Depends on how you ask... actually, you shouldn't ask. Just seduce him. I'm actually in a similar situation where the missus' sex drive is MUCH higher then mine, but to be honest I wouldn't really mind if she bothered to put some work in 'pushing my buttons' and turning me on instead of just treating sex like routine and forcing it if she can't have it. And yes, a man CAN be stressed out enough that sex is a no go.


----------



## nice777guy (Nov 23, 2009)

RandomDude said:


> ...you shouldn't ask. Just seduce him.
> 
> And yes, a man CAN be stressed out enough that sex is a no go.


Agreed - but seven months isn't all stress...


----------



## Mrs. In Love..But (Jan 11, 2011)

@RandomDude: One day during a Friday afternoon (around 12pm) I took a shower and put on a black and pink baby doll lingere to apply my make up. He was on his computer getting ready for work. I walked around the house, bending over, just flirting you know AND NOTHING. It wasn't until I kissed him goodbye that it peaked his interested. I guess I'm waiting for him to tear my clothes off. I can only create the opportunity, but I want him to take a hint too. Thanks for the advise. Maybe, ill try again. Oh and PS, Sex is NOT a routine to me. I love it!


----------



## michzz (Jun 6, 2008)

Mrs. In Love..But said:


> Since October I have stopped complaining because someone from my past has taken an interest in me and has been fulfilling that need. If I don't bring up issue, it's like my husband is okay with it. I know, I'm wrong for dishonoring my vows so that is not my question.


I wouldn't be so sure that he is OK with it. What makes you think he is? Have you told him specifically that if he won't step up you'll go find someone else?

Unless you have done so he can be thinking all kinds of things other than what you believe.


----------



## RandomDude (Dec 18, 2010)

Mrs. In Love..But said:


> @RandomDude: One day during a Friday afternoon (around 12pm) I took a shower and put on a black and pink baby doll lingere to apply my make up. He was on his computer getting ready for work. I walked around the house, bending over, just flirting you know AND NOTHING. It wasn't until I kissed him goodbye that it peaked his interested. I guess I'm waiting for him to tear my clothes off. I can only create the opportunity, but I want him to take a hint too. Thanks for the advise. Maybe, ill try again. Oh and PS, Sex is NOT a routine to me. I love it!


Hmmm...

You have to learn his switches, what turns him on etc. Different men, different switches... but you can try this... see if it works: Try teasing him.

Teasing does take time, patience, yes, but it's all about building arousal. When there's no tease; no fun - no thrill, no challenge, a total turn off for me. Give your man the impression "you can't have me". Also, during a tease, be careful not to cave in too easily, if he advances, tease him a bit more, give him something, then take it away. Pose while in bed, reveal something, then hide it, caught his glimpse? Call him a perv! Talk dirty etc etc.

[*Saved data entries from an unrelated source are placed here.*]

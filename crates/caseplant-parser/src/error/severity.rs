//! Severity levels for diagnostics.

use std::fmt;

/// The severity level of a diagnostic.
#[derive(Debug, Clone, Copy, PartialEq, Eq, Hash)]
pub enum Severity {
    /// Input that could not be tokenized or parsed. The offending text is
    /// skipped and does not appear in the model.
    Error,

    /// Input that was accepted but probably does not do what was intended,
    /// such as redefining a module.
    Warning,
}

impl Severity {
    /// Returns `true` if this is an error severity.
    pub fn is_error(&self) -> bool {
        matches!(self, Severity::Error)
    }

    /// Returns `true` if this is a warning severity.
    pub fn is_warning(&self) -> bool {
        matches!(self, Severity::Warning)
    }
}

impl fmt::Display for Severity {
    fn fmt(&self, f: &mut fmt::Formatter<'_>) -> fmt::Result {
        match self {
            Severity::Error => write!(f, "error"),
            Severity::Warning => write!(f, "warning"),
        }
    }
}
//! [`ParseError`] wraps the diagnostics of one parse for callers that treat
//! any error diagnostic as failure.

use thiserror::Error;

use crate::error::Diagnostic;

/// The diagnostics of a parse that recorded at least one error.
#[derive(Debug, Error)]
#[error("{}", summary(.diagnostics))]
pub struct ParseError {
    diagnostics: Vec<Diagnostic>,
}

impl ParseError {
    pub fn new(diagnostics: Vec<Diagnostic>) -> Self {
        Self { diagnostics }
    }

    /// Get all diagnostics, warnings included, in source order.
    pub fn diagnostics(&self) -> &[Diagnostic] {
        &self.diagnostics
    }

    /// Iterate over error diagnostics only.
    pub fn errors(&self) -> impl Iterator<Item = &Diagnostic> {
        self.diagnostics.iter().filter(|d| d.severity().is_error())
    }
}

fn summary(diagnostics: &[Diagnostic]) -> String {
    match diagnostics {
        [] => String::new(),
        [only] => only.to_string(),
        [first, rest @ ..] => format!("{first} (+{} more)", rest.len()),
    }
}

impl From<Diagnostic> for ParseError {
    fn from(diagnostic: Diagnostic) -> Self {
        Self::new(vec![diagnostic])
    }
}

impl From<Vec<Diagnostic>> for ParseError {
    fn from(diagnostics: Vec<Diagnostic>) -> Self {
        Self::new(diagnostics)
    }
}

Sometimes the missus does it right, still remember last year she really did me good. During dinner she wore nothing but a long t-shirt, and crossed her legs under the glass table, and then kept crossing her legs over... drove me f--king nuts to the point I lost it and picked her up and carried her upstairs. We never finished dinner that night...

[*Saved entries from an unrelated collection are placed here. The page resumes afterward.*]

//! Integration tests for the DiagramBuilder API
//!
//! These tests verify that the public API works end to end.

use caseplant::{
    CaseplantError, DiagramBuilder,
    config::{AppConfig, ContainerKind, RenderConfig},
    export::{Exporter, plantuml::PlantUml},
};

const CLERK_BILLING: &str = r#"
    actor 'Clerk' as C;
    module('Billing') { case 'Pay Invoice' as PI }
    C -> PI
"#;

#[test]
fn test_parse_simple_diagram() {
    let builder = DiagramBuilder::default();
    let result = builder.parse(CLERK_BILLING);
    assert!(
        result.is_ok(),
        "Should parse valid diagram: {:?}",
        result.err()
    );
}

#[test]
fn test_render_clerk_billing() {
    let builder = DiagramBuilder::default();
    let diagram = builder.parse(CLERK_BILLING).expect("Failed to parse diagram");
    let text = builder.render(&diagram);

    assert_eq!(
        text,
        "@startuml\n\
         actor C as \"Clerk\"\n\
         \n\
         package \"Billing\" {\n\
         \x20 usecase \"Pay Invoice\" as PI\n\
         }\n\
         \n\
         C --> PI\n\
         @enduml\n"
    );
}

#[test]
fn test_empty_input_renders_empty_block() {
    let builder = DiagramBuilder::default();
    let parsed = builder.parse_lenient("");
    assert!(parsed.diagnostics().is_empty());
    assert_eq!(builder.render(parsed.diagram()), "@startuml\n@enduml\n");
}

#[test]
fn test_parse_invalid_syntax_returns_error() {
    let invalid_source = "this is not valid caseplant syntax!!!";

    let builder = DiagramBuilder::default();
    match builder.parse(invalid_source) {
        Err(CaseplantError::Parse { err, src }) => {
            assert!(err.errors().count() > 0);
            assert_eq!(src, invalid_source);
        }
        other => panic!("Expected parse error, got {other:?}"),
    }
}

#[test]
fn test_recovery_keeps_surrounding_statements() {
    let source = "actor 'A' as A;\nmodule('M' { case 'x' }\nactor 'B' as B;";

    let builder = DiagramBuilder::default();
    let parsed = builder.parse_lenient(source);
    assert!(parsed.has_errors());

    let text = builder.render(parsed.diagram());
    assert!(text.contains("actor A as \"A\"\n"));
    assert!(text.contains("actor B as \"B\"\n"));
}

#[test]
fn test_label_operands_refer_to_declared_elements() {
    let source = "actor 'Clerk' as C; module('B') { case 'Pay Invoice' as PI }\n\
                  'Clerk' -> 'Pay Invoice'; C -- 'Refund'";

    let builder = DiagramBuilder::default();
    let text = builder.convert(source).expect("Failed to convert");
    assert!(text.contains("C --> PI\n"), "{text}");
    assert!(text.contains("C -- (Refund)\n"), "{text}");
}

#[test]
fn test_last_write_wins_in_render() {
    let source = "module('X') { case 'First' } module('X') { case 'Second' }";

    let builder = DiagramBuilder::default();
    let diagram = builder.parse(source).expect("warnings do not fail");
    let text = builder.render(&diagram);

    assert!(text.contains("usecase \"Second\""));
    assert!(!text.contains("usecase \"First\""));
    assert_eq!(text.matches("package \"X\"").count(), 1);
}

#[test]
fn test_render_is_deterministic() {
    let source = r#"
        actor 'Librarian';
        actor 'Member' as MB;
        module(Lending) { case 'Borrow' as BO, case 'Return' }
        module(Catalogue) { case 'Search' as SE }
        MB -- BO; MB -- 'Return'; 'Librarian' -> SE; BO -i> SE
    "#;

    let builder = DiagramBuilder::default();
    let diagram = builder.parse(source).expect("Failed to parse");
    assert_eq!(builder.render(&diagram), builder.render(&diagram));

    let again = builder.parse(source).expect("Failed to parse");
    assert_eq!(builder.render(&diagram), builder.render(&again));
}

#[test]
fn test_builder_with_config() {
    let config = AppConfig::new(RenderConfig::new(
        ContainerKind::Frame,
        None,
        Some("Billing".to_string()),
    ));

    let builder = DiagramBuilder::new(config);
    let text = builder.convert(CLERK_BILLING).expect("Failed to convert");
    assert!(text.starts_with("@startuml\ntitle Billing\n"));
    assert!(text.contains("frame \"Billing\" {\n"));
}

#[test]
fn test_exporter_matches_builder() {
    let builder = DiagramBuilder::default();
    let diagram = builder.parse(CLERK_BILLING).expect("Failed to parse");

    let exporter = PlantUml::new(RenderConfig::default());
    assert_eq!(exporter.export_diagram(&diagram), builder.render(&diagram));
}

#[test]
fn test_builder_reusability() {
    let builder = DiagramBuilder::default();

    let first = builder.convert("actor 'One' as O;").expect("first");
    let second = builder.convert("actor 'Two' as T;").expect("second");

    assert!(first.contains("actor O as \"One\""));
    assert!(!second.contains("One"));
    assert!(second.contains("actor T as \"Two\""));
}

#[test]
fn test_models_are_independent_across_threads() {
    let handles: Vec<_> = (0..4)
        .map(|i| {
            std::thread::spawn(move || {
                let builder = DiagramBuilder::default();
                builder
                    .convert(&format!("actor 'Actor {i}' as A{i};"))
                    .expect("convert")
            })
        })
        .collect();

    for (i, handle) in handles.into_iter().enumerate() {
        let text = handle.join().expect("thread");
        assert_eq!(text.matches("actor ").count(), 1);
        assert!(text.contains(&format!("actor A{i} as \"Actor {i}\"")));
    }
}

Vary your teases too, never stick to one just because it works, it needs a 'cooldown' period before attempted again, the above example is a one off even. Try not to give him the impression you're seducing him when starting any tease. As a rule:
- Attitude ("can't have me" etc)
- Variation
- Dirty talk
- Reveal/Hide/Repeat
- Don't cave in too soon
- Enjoy it!

Sometimes it can be as simple as just walking past him wearing nothing but a towel over your head... going upstairs, giving him a great view downstairs... and then closing the door. Etc etc


----------



## Workingitout (Sep 27, 2010)

He should have his testosterone checked. It may be low. He can take injections to increase it. Happened to me! Now I want it 3 times a day, every day! I would even want it more than that but a guy's got to work too!


----------



## 40jane (Dec 8, 2010)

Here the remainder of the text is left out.